The refinance will be available to anyone with a solar loan, including so-called PACE loans and private loans. Homeowners who refinance will still be able to receive federal tax credits for installing the solar panels. But unlike with other loans tied to financing solar panels, borrowers who take out one of these refinance loans will not be required to put the proceeds of that tax credit toward paying down their debt.


‘It gives you the ability to do what you will with that tax credit.’


— Joel Gurman, an executive vice president at Rocket Companies

“It gives you the ability to do what you will with that tax credit,” Joel Gurman, an executive vice president at Rocket Companies, told MarketWatch. “You can pay off your principal balance, but you don’t have to.”

Another benefit, Gurman noted, is that by consolidating their solar-panel debt with their mortgage, they will in most cases be reducing the amount they pay in interest on the energy-efficiency upgrades. Most loans on solar panels carry higher interest rates than standard home mortgages.

The refinance product is now available to consumers, and it’s just the first piece of Rocket’s broader push into solar energy. In the fourth quarter, the company will begin testing a new platform designed to simplify the process of financing and installing solar panels.

Homeowners will be able to use the platform to calculate whether they stand to benefit from installing solar panel and their options in terms of financing — with Rocket as their lender. The company will then facilitate the installation of the solar technology they purchase. Following the testing phase, Rocket plans to fully unveil the platform in early 2022.

“We’ve got our ‘Push Button, Get Mortgage’ concept — we want to move to a place where it’s ‘Push Button, Get Solar,’” Gurman said. The loans Rocket will offer on the platform will be its own proprietary loan product, and not PACE loans.

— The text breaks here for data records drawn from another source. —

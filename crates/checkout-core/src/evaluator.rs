//! # Promotion Evaluator
//!
//! Recomputes cart totals and picks the single best promotion.
//!
//! ## Evaluation Flow
//! ```text
//! ┌─────────────────────────────────────────────────────────────────────────┐
//! │  evaluate(cart)                                                         │
//! │       │                                                                 │
//! │       ▼                                                                 │
//! │  totalAmount = Σ price × quantity        (VAS items excluded)           │
//! │       │                                                                 │
//! │       ▼                                                                 │
//! │  for promotion in catalog (built-ins first):                            │
//! │       discount = discount_for(kind, cart)                               │
//! │       discount > best?  → best = (discount, id)    strict: ties keep    │
//! │       │                                            the earlier entry    │
//! │       ▼                                                                 │
//! │  totalDiscount = best, appliedPromotionId = id | NONE                   │
//! │  totalAmount  -= best                                                   │
//! └─────────────────────────────────────────────────────────────────────────┘
//! ```

use std::collections::HashSet;

use tracing::debug;

use crate::cart::Cart;
use crate::engine::CartResponse;
use crate::money::Money;
use crate::promotion::{Promotion, PromotionCatalog, PromotionDto, PromotionKind};
use crate::types::PromotionId;

/// Outcome of one evaluation pass.
#[derive(Debug, Clone, Copy, PartialEq, Eq)]
pub struct AppliedPromotion {
    pub promotion_id: PromotionId,
    pub discount: Money,
}

/// Owns the promotion catalog and prices carts against it.
#[derive(Debug, Clone, Default)]
pub struct PromotionEvaluator {
    catalog: PromotionCatalog,
}

impl PromotionEvaluator {
    /// Evaluator seeded with the three built-in promotions.
    pub fn new() -> Self {
        PromotionEvaluator {
            catalog: PromotionCatalog::with_builtins(),
        }
    }

    /// Appends a promotion to the catalog. Always succeeds.
    pub fn add_promotion(&mut self, dto: PromotionDto) -> CartResponse {
        let promotion = Promotion::from(dto);
        debug!(promotion_id = %promotion.id, kind = promotion.kind.name(), "Promotion added");
        self.catalog.push(promotion);
        CartResponse::success("Promotion added.")
    }

    /// Catalog entries in evaluation order.
    pub fn list_promotions(&self) -> &[Promotion] {
        self.catalog.as_slice()
    }

    /// Rewrites `total_amount`, `total_discount` and `applied_promotion_id`.
    ///
    /// Infallible: an empty cart or a cart no promotion applies to simply
    /// ends up with a zero discount and `PromotionId::NONE`.
    pub fn evaluate(&self, cart: &mut Cart) -> AppliedPromotion {
        cart.total_amount = cart.subtotal();

        let mut best = AppliedPromotion {
            promotion_id: PromotionId::NONE,
            discount: Money::zero(),
        };

        for promotion in self.catalog.as_slice() {
            let discount = discount_for(&promotion.kind, cart);
            if discount > best.discount {
                best = AppliedPromotion {
                    promotion_id: promotion.id,
                    discount,
                };
            }
        }

        cart.total_discount = best.discount;
        cart.applied_promotion_id = best.promotion_id;
        cart.total_amount -= best.discount;

        debug!(
            promotion_id = %best.promotion_id,
            discount = %best.discount,
            total = %cart.total_amount,
            "Promotion evaluated"
        );

        best
    }
}

/// Discount a promotion of `kind` would grant on `cart`.
///
/// Reads `cart.total_amount`, so the caller must have set it to the
/// undiscounted subtotal first.
pub fn discount_for(kind: &PromotionKind, cart: &Cart) -> Money {
    match kind {
        PromotionKind::SameSeller { rate } => {
            let sellers: HashSet<i64> = cart.items.iter().map(|i| i.seller_id).collect();
            let items: HashSet<i64> = cart.items.iter().map(|i| i.item_id).collect();

            if sellers.len() == 1 && items.len() > 1 {
                cart.total_amount.apply_rate(*rate)
            } else {
                Money::zero()
            }
        }
        PromotionKind::Category { categories, rate } => cart
            .items
            .iter()
            .filter(|i| categories.contains(&i.category_id))
            .map(|i| i.price.apply_rate(*rate))
            .sum(),
        PromotionKind::TotalPrice { tiers } => tiers
            .iter()
            .rev()
            .find(|tier| cart.total_amount >= tier.threshold)
            .map_or(Money::zero(), |tier| tier.discount),
        PromotionKind::Unpriced { .. } => Money::zero(),
    }
}

#[cfg(test)]
mod tests {
    use super::*;
    use crate::promotion::{CATEGORY_PROMOTION_ID, SAME_SELLER_PROMOTION_ID, TOTAL_PRICE_PROMOTION_ID};
    use crate::types::Item;

    fn item(id: i64, category_id: i64, seller_id: i64, price: i64, quantity: i64) -> Item {
        Item::new(id, category_id, seller_id, Money::from_major(price), quantity)
    }

    fn evaluated(items: Vec<Item>) -> Cart {
        let mut cart = Cart {
            items,
            ..Cart::default()
        };
        PromotionEvaluator::new().evaluate(&mut cart);
        cart
    }

    #[test]
    fn test_same_seller_promotion() {
        let cart = evaluated(vec![item(1, 1001, 7, 100, 1), item(2, 1001, 7, 100, 1)]);

        assert_eq!(cart.total_discount, Money::from_major(20));
        assert_eq!(cart.applied_promotion_id, SAME_SELLER_PROMOTION_ID);
        assert_eq!(cart.total_amount, Money::from_major(180));
    }

    #[test]
    fn test_same_seller_needs_two_distinct_items() {
        let cart = evaluated(vec![item(1, 1001, 7, 100, 2)]);

        assert!(cart.total_discount.is_zero());
        assert!(cart.applied_promotion_id.is_none());
        assert_eq!(cart.total_amount, Money::from_major(200));
    }

    #[test]
    fn test_category_promotion_uses_unit_price() {
        let cart = evaluated(vec![item(1, 3003, 7, 100, 1)]);

        assert_eq!(cart.total_discount, Money::from_major(5));
        assert_eq!(cart.applied_promotion_id, CATEGORY_PROMOTION_ID);
        assert_eq!(cart.total_amount, Money::from_major(95));

        // Four units still discount one unit price
        let cart = evaluated(vec![item(1, 3003, 7, 100, 4)]);
        assert_eq!(cart.total_discount, Money::from_major(5));
    }

    #[test]
    fn test_total_price_tiers() {
        let cases = [(1_000, 250), (9_000, 500), (10_000, 1_000), (100_000, 2_000)];

        for (price, expected) in cases {
            let cart = evaluated(vec![item(1, 1001, 7, price, 1)]);
            assert_eq!(cart.total_discount, Money::from_major(expected), "price {}", price);
            assert_eq!(cart.applied_promotion_id, TOTAL_PRICE_PROMOTION_ID);
            assert_eq!(
                cart.total_amount,
                Money::from_major(price) - Money::from_major(expected)
            );
        }
    }

    #[test]
    fn test_total_price_below_first_tier() {
        let cart = evaluated(vec![item(1, 1001, 7, 499, 1)]);
        assert!(cart.total_discount.is_zero());
        assert!(cart.applied_promotion_id.is_none());
    }

    #[test]
    fn test_highest_discount_wins() {
        // Same seller: 10% of 1000 = 100. Total price: 250. Total price wins.
        let cart = evaluated(vec![item(1, 1001, 7, 500, 1), item(2, 1001, 7, 500, 1)]);
        assert_eq!(cart.applied_promotion_id, TOTAL_PRICE_PROMOTION_ID);
        assert_eq!(cart.total_discount, Money::from_major(250));

        // Same seller: 10% of 4000 = 400 beats 250.
        let cart = evaluated(vec![item(1, 1001, 7, 2000, 1), item(2, 1001, 7, 2000, 1)]);
        assert_eq!(cart.applied_promotion_id, SAME_SELLER_PROMOTION_ID);
        assert_eq!(cart.total_discount, Money::from_major(400));
    }

    #[test]
    fn test_tie_keeps_first_promotion() {
        // Same seller: 10% of 2500 = 250. Total price: 250. Same seller is first.
        let cart = evaluated(vec![item(1, 1001, 7, 1250, 1), item(2, 1001, 7, 1250, 1)]);
        assert_eq!(cart.applied_promotion_id, SAME_SELLER_PROMOTION_ID);
        assert_eq!(cart.total_discount, Money::from_major(250));
    }

    #[test]
    fn test_unpriced_promotions_never_win() {
        let mut evaluator = PromotionEvaluator::new();
        let response = evaluator.add_promotion(PromotionDto {
            promotion_id: 77,
            applicable_items: vec![1001],
            discount_rate: None,
            discount_amount: Some(Money::from_major(10_000)),
            kind: Some("flat".to_string()),
        });
        assert!(response.result);
        assert_eq!(evaluator.list_promotions().len(), 4);

        let mut cart = Cart {
            items: vec![item(1, 1001, 7, 100, 1)],
            ..Cart::default()
        };
        let applied = evaluator.evaluate(&mut cart);
        assert!(applied.promotion_id.is_none());
        assert!(cart.total_discount.is_zero());
    }

    #[test]
    fn test_vas_prices_excluded_from_total() {
        let mut owner = item(1, 1001, 7, 100, 1);
        owner.vas_items.push(crate::types::VasItem {
            item_id: 1,
            vas_item_id: 2,
            vas_category_id: 1,
            vas_seller_id: 5003,
            price: Money::from_major(1_000),
            quantity: 3,
        });

        let cart = evaluated(vec![owner]);
        assert_eq!(cart.total_amount, Money::from_major(100));
    }

    #[test]
    fn test_empty_cart_evaluates_to_zero() {
        let cart = evaluated(Vec::new());
        assert_eq!(cart, Cart::default());
    }
}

Loans for energy-efficiency upgrades have faced criticism

Loans for energy-saving home improvements have become increasingly popular in recent years, but have also attracted criticism. PACE loans, which stand for Property Assessed Clean Energy, have been used for more than 300,000 home upgrades since they first were introduced in 2009, according to PACENation, an industry group.

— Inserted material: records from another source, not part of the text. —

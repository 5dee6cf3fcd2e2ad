// SPDX-License-Identifier: BUSL-1.1
// Copyright (c) 2026 Alfred Jean LLC

// Allow panic!/unwrap/expect in test code
#![cfg_attr(test, allow(clippy::panic))]
#![cfg_attr(test, allow(clippy::unwrap_used))]
#![cfg_attr(test, allow(clippy::expect_used))]

//! ledger-core: Core types for the personal ledger
//!
//! This crate provides:
//! - The `Event` model and its fixed-width description field
//! - The fixed-size binary record codec
//! - A clock abstraction so timestamps are testable

pub mod clock;
pub mod description;
pub mod event;
pub mod record;

// Re-exports
pub use clock::{Clock, FakeClock, SystemClock};
pub use description::{Description, DESCRIPTION_CAPACITY, MAX_DESCRIPTION_LEN};
pub use event::{Event, EventId};
pub use record::{RecordBuf, RECORD_SIZE};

The loan programs are set up by local governments to encourage energy-efficient upgrades — including solar panels, but also projects like installing artificial turf lawns or pool covers.

The loans can carry high interest rates, and not all homeowners are ultimately able to avail themselves of the tax benefits involved. They also can complicate home sales, since the PACE loan must either be passed onto the new homeowner or paid off when a property is sold.

Mortgage and banking industry groups have also expressed concerns in the past about how PACE loans could take priority over the home mortgage if the loan goes into delinquency. In 2019, the Consumer Financial Protection Bureau began soliciting input on new regulations over the loans.

Gurman said that Rocket’s new refinance product could alleviate some of the headaches involved with energy-efficiency loans, since it would roll everything into one loan.

Regardless of the challenges these loan programs have presented some homeowners, millions of Americans have sought out solar energy options. A recent study from the Solar Energy Industries Association and Wood Mackenzie estimated that one in eight homes will have solar technology by 2030.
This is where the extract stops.